Overview

This problem asks for the minimum number of operations to make everyone have the same number of cakes, given that adjacent people can transfer one cake at a time (or output -1 if it’s impossible).

Analysis

First, for everyone to end up with the same number \(x\), the total \(S=\sum A_i\) must be divisible by \(N\), giving \(x=\frac{S}{N}\). If this doesn’t hold, it’s absolutely impossible, so we output -1.

Next, let’s think about the “minimum number of operations.” If we naively simulate something like “distribute from people with more to nearby people with fewer,” the state changes in complex ways depending on the order of moves, and since we move one cake at a time, the number of operations can become extremely large (e.g., \(10^{14}\)), making direct simulation impractical.

The key observation is:

• The number of cakes that need to cross the boundary between child \(i\) and \(i+1\) is uniquely determined once the final state is decided.
• The sum of the absolute values of these “required transfer amounts across boundaries” equals the minimum number of operations (since one operation corresponds to moving one cake across a boundary).

Here, we consider the “running surplus/deficit” from left to right. The cumulative sum of differences from the average \(A_i-\text{avg}\): $\( \text{running}_i = \sum_{k=1}^{i} (A_k-\text{avg}) \)\( represents "how many cakes the range of children \)1..i$ has in excess (positive) or deficit (negative) relative to the required final count.”

Then the number of cakes that must cross boundary \((i,i+1)\) is exactly \(\text{running}_i\), and the required number of operations is \(|\text{running}_i|\). Therefore, the answer is: $\( \sum_{i=1}^{N-1} |\text{running}_i| \)\( (Only \)N-1$ boundaries, since there is no boundary after the last child.)

Concrete Example

For example, with \(N=4,\ A=[1,6,2,3]\), the total is \(12\) and the average is \(\text{avg}=3\).

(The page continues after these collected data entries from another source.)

//! Periodic space reclamation for each storage namespace.
//!
//! One task per namespace. On each tick the namespace's reclaimer runs on the
//! blocking pool, and runs again straight away while it reports more work, up
//! to [`MAX_PASSES_PER_TICK`] passes.

use std::sync::Arc;
use std::time::Duration;

use tokio::sync::watch;
use tokio::task::JoinHandle;
use tokio::time::MissedTickBehavior;
use tracing::{debug, error, info, warn};

use crate::traits::{ReclaimOutcome, SpaceReclaimer};

/// Default period between reclamation ticks.
pub const DEFAULT_INTERVAL: Duration = Duration::from_secs(300);

/// Upper bound on back-to-back passes within one tick.
pub const MAX_PASSES_PER_TICK: usize = 16;

/// Spawner for the background reclamation tasks.
pub struct MaintenanceLoop;

impl MaintenanceLoop {
    /// Start one task per reclaimer. Must be called inside a tokio runtime.
    ///
    /// The first pass happens one `interval` after spawning.
    pub fn spawn(reclaimers: Vec<Arc<dyn SpaceReclaimer>>, interval: Duration) -> MaintenanceHandle {
        let (stop_tx, stop_rx) = watch::channel(false);
        let tasks = reclaimers
            .into_iter()
            .map(|reclaimer| tokio::spawn(run(reclaimer, interval, stop_rx.clone())))
            .collect::<Vec<_>>();
        info!(namespaces = tasks.len(), interval_secs = interval.as_secs_f64(), "maintenance loop started");
        MaintenanceHandle { stop_tx, tasks }
    }
}

/// Owner of the running maintenance tasks.
///
/// Dropping the handle also stops the tasks, but without waiting for an
/// in-flight pass to finish.
pub struct MaintenanceHandle {
    stop_tx: watch::Sender<bool>,
    tasks: Vec<JoinHandle<()>>,
}

impl MaintenanceHandle {
    /// Signal every task to stop and wait for them to exit.
    pub async fn shutdown(self) {
        let _ = self.stop_tx.send(true);
        for task in self.tasks {
            if let Err(e) = task.await {
                error!(error = %e, "maintenance task panicked");
            }
        }
        info!("maintenance loop stopped");
    }

    /// Number of namespace tasks.
    pub fn len(&self) -> usize {
        self.tasks.len()
    }

    pub fn is_empty(&self) -> bool {
        self.tasks.is_empty()
    }
}

async fn run(reclaimer: Arc<dyn SpaceReclaimer>, interval: Duration, mut stop: watch::Receiver<bool>) {
    let mut tick = tokio::time::interval(interval);
    tick.set_missed_tick_behavior(MissedTickBehavior::Delay);
    // The first tick fires immediately.
    tick.tick().await;

    loop {
        tokio::select! {
            _ = tick.tick() => {
                reclaim_until_idle(&reclaimer).await;
            }
            _ = stop.changed() => {
                debug!(namespace = reclaimer.namespace(), "maintenance task stopping");
                break;
            }
        }
    }
}

/// Run reclamation passes until the engine reports idle, an error occurs,
/// or the per-tick bound is reached. Returns the number of passes made.
pub(crate) async fn reclaim_until_idle(reclaimer: &Arc<dyn SpaceReclaimer>) -> usize {
    let namespace = reclaimer.namespace().to_string();
    for pass in 1..=MAX_PASSES_PER_TICK {
        let worker = Arc::clone(reclaimer);
        match tokio::task::spawn_blocking(move || worker.reclaim()).await {
            Ok(Ok(ReclaimOutcome::MoreWork)) => continue,
            Ok(Ok(ReclaimOutcome::Idle)) => {
                debug!(namespace = %namespace, passes = pass, "reclamation settled");
                return pass;
            }
            Ok(Err(e)) => {
                warn!(namespace = %namespace, error = %e, "reclamation pass failed");
                return pass;
            }
            Err(e) => {
                error!(namespace = %namespace, error = %e, "reclamation task panicked");
                return pass;
            }
        }
    }
    debug!(namespace = %namespace, passes = MAX_PASSES_PER_TICK, "reclamation pass limit reached");
    MAX_PASSES_PER_TICK
}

• \(i=1\): running \(=1-3=-2\) → 2 cakes need to move from right to left across boundary (1,2) → \(2\) operations
• \(i=2\): running \(=-2+(6-3)=1\) → 1 cake needs to move from left to right across boundary (2,3) → \(1\) operation
• \(i=3\): running \(=1+(2-3)=0\) → boundary (3,4) requires \(0\) operations

Total: \(2+1+0=3\) operations is the minimum.

Algorithm

1. Compute \(S=\sum A_i\). If \(S \bmod N \neq 0\), output -1 and terminate.
2. Compute \(\text{avg}=S/N\).
3. Initialize running = 0, ans = 0, and for \(i=1..N-1\) (or range(N-1) in 0-indexed):
   • running += A[i] - avg
   • ans += abs(running)
4. Output ans.

This running is exactly the required transfer amount across each boundary, and since each boundary independently requires “just the necessary amount” of transfers, the total gives the minimum number of operations.

Complexity

• Time complexity: \(O(N)\) (completed in a single pass)
• Space complexity: \(O(1)\) (only a constant number of variables besides the input array)

Implementation Notes

• The loop only needs to go up to \(i=1..N-1\) (there is no boundary to the right of the last child).

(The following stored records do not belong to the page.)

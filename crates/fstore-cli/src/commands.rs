use std::io::{self, BufRead, Write};
use std::path::{Path, PathBuf};

use anyhow::{bail, Context};
use colored::Colorize;
use fstore_types::Digest;
use reqwest::StatusCode;
use tokio::task::JoinSet;

use crate::cli::*;
use crate::client::{ClientConfig, Content, StoreClient, UploadMode, CONFIG_FILE};

pub async fn run_command(cli: Cli) -> anyhow::Result<()> {
    let config_path = PathBuf::from(CONFIG_FILE);
    if !cli.command.needs_store() {
        if matches!(cli.command, Command::Config) {
            configure(&config_path, cli.url).await?;
        } else {
            println!("store {}", env!("CARGO_PKG_VERSION"));
        }
        return Ok(());
    }

    let client = connect(&config_path, cli.url).await?;
    match cli.command {
        Command::Add(args) => cmd_push(client, args, UploadMode::Add).await,
        Command::Update(args) => cmd_push(client, args, UploadMode::Update).await,
        Command::Get(args) => cmd_get(&client, args).await,
        Command::Remove(args) => cmd_remove(&client, args).await,
        Command::List(args) => cmd_list(&client, args).await,
        Command::Count => cmd_count(&client).await,
        Command::Frequency(args) => cmd_frequency(&client, args).await,
        Command::Config | Command::Version => Ok(()),
    }
}

/// Client for the `--url` override, the saved config, or a freshly
/// configured URL, in that order.
async fn connect(config_path: &Path, url: Option<String>) -> anyhow::Result<StoreClient> {
    if let Some(url) = url {
        return StoreClient::new(&url);
    }
    let config = match ClientConfig::load(config_path)? {
        Some(config) => config,
        None => configure(config_path, None).await?,
    };
    StoreClient::new(&config.url)
}

async fn configure(config_path: &Path, url: Option<String>) -> anyhow::Result<ClientConfig> {
    let url = match url {
        Some(url) => url,
        None => prompt("Store URL: ")?,
    };
    let client = StoreClient::new(&url)?;
    client.verify().await?;

    let config = ClientConfig {
        url: client.base_url().to_string(),
    };
    config.save(config_path)?;
    println!("{} Store configured: {}", "✓".green().bold(), config.url.blue());
    Ok(config)
}

fn prompt(label: &str) -> anyhow::Result<String> {
    print!("{label}");
    io::stdout().flush()?;
    let mut line = String::new();
    io::stdin().lock().read_line(&mut line)?;
    let value = line.trim().to_string();
    if value.is_empty() {
        bail!("no store URL given");
    }
    Ok(value)
}

fn file_name(path: &Path) -> anyhow::Result<String> {
    path.file_name()
        .and_then(|n| n.to_str())
        .map(str::to_string)
        .with_context(|| format!("{} has no usable file name", path.display()))
}

/// Upload each file concurrently, sending only the digest when the server
/// already has the content.
async fn cmd_push(client: StoreClient, args: FilesArgs, mode: UploadMode) -> anyhow::Result<()> {
    let mut uploads = JoinSet::new();
    for path in args.files {
        let client = client.clone();
        uploads.spawn(async move {
            let label = path.display().to_string();
            (label, push_file(&client, &path, mode).await)
        });
    }

    let mut failed = 0;
    while let Some(joined) = uploads.join_next().await {
        let (label, result) = joined.context("upload task failed")?;
        match result {
            Ok(line) => println!("{line}"),
            Err(e) => {
                failed += 1;
                eprintln!("{} {label} - {e:#}", "✗".red().bold());
            }
        }
    }
    if failed > 0 {
        bail!("{failed} file(s) failed");
    }
    Ok(())
}

async fn push_file(client: &StoreClient, path: &Path, mode: UploadMode) -> anyhow::Result<String> {
    let name = file_name(path)?;
    let data = tokio::fs::read(path)
        .await
        .with_context(|| format!("reading {}", path.display()))?;

    if mode == UploadMode::Add && client.file_exists(&name).await? {
        return Ok(format!("{} {name} - already present in store", "•".yellow()));
    }

    let digest = Digest::of(&data);
    let stored = !data.is_empty() && client.content_exists(&digest).await?;
    if stored {
        tracing::debug!(file = %name, digest = %digest.short_hex(), "content already stored");
    }
    let content = upload_content(data, digest, stored);

    match client.upload(mode, &name, content).await? {
        StatusCode::CREATED => Ok(format!("{} {name} - added", "✓".green().bold())),
        StatusCode::OK => Ok(format!("{} {name} - updated", "✓".green().bold())),
        StatusCode::CONFLICT => Ok(format!("{} {name} - already present in store", "•".yellow())),
        status => bail!("upload failed ({status})"),
    }
}

/// What to send for a file: the digest alone when the server already has
/// the content or the content is empty, else the payload.
fn upload_content(data: Vec<u8>, digest: Digest, stored: bool) -> Content {
    if stored || data.is_empty() {
        Content::Known(digest)
    } else {
        Content::Payload(data)
    }
}

async fn cmd_get(client: &StoreClient, args: GetArgs) -> anyhow::Result<()> {
    let payload = client.download(&args.name).await?;
    let target = args.dir.join(&args.name);
    tokio::fs::write(&target, &payload)
        .await
        .with_context(|| format!("writing {}", target.display()))?;
    println!(
        "{} {} ({} bytes)",
        "✓".green().bold(),
        target.display().to_string().bold(),
        payload.len()
    );
    Ok(())
}

async fn cmd_remove(client: &StoreClient, args: NameArgs) -> anyhow::Result<()> {
    match client.remove(&args.name).await? {
        StatusCode::NO_CONTENT | StatusCode::OK => {
            println!("{} {} - removed", "✓".green().bold(), args.name);
            Ok(())
        }
        StatusCode::NOT_FOUND => bail!("{} - not found in store", args.name),
        status => bail!("{} - remove failed ({status})", args.name),
    }
}

async fn cmd_list(client: &StoreClient, args: ListArgs) -> anyhow::Result<()> {
    if args.details {
        let records = client.list_details().await?;
        println!("{}", format!("{:<30} {:>12} {:>10}", "FILE NAME", "BYTES", "WORDS").bold());
        for record in records {
            println!("{:<30} {:>12} {:>10}", record.name, record.size, record.word_count);
        }
    } else {
        let names = client.list_names().await?;
        println!("{}", "FILE NAME".bold());
        for name in names {
            println!("{name}");
        }
    }
    Ok(())
}

async fn cmd_count(client: &StoreClient) -> anyhow::Result<()> {
    println!("{}", client.word_count().await?);
    Ok(())
}

async fn cmd_frequency(client: &StoreClient, args: FrequencyArgs) -> anyhow::Result<()> {
    for entry in client.word_frequency(args.order, args.limit).await? {
        println!("{:>10} {}", entry.count.to_string().cyan(), entry.word);
    }
    Ok(())
}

• ans can become very large (when \(N\) is large and differences are large), so while this is not an issue in Python, in other languages you should use 64-bit integers (long long, etc.).

• Since the input can be large, fast input methods like sys.stdin.buffer.read() are effective.

  Source Code

import sys

def main():
    data = list(map(int, sys.stdin.buffer.read().split()))
    if not data:
        return
    N = data[0]
    A = data[1:1+N]

    total = sum(A)
    if total % N != 0:
        print(-1)
        return

    avg = total // N
    running = 0
    ans = 0
    for i in range(N - 1):
        running += A[i] - avg
        ans += abs(running)

    print(ans)

if __name__ == "__main__":
    main()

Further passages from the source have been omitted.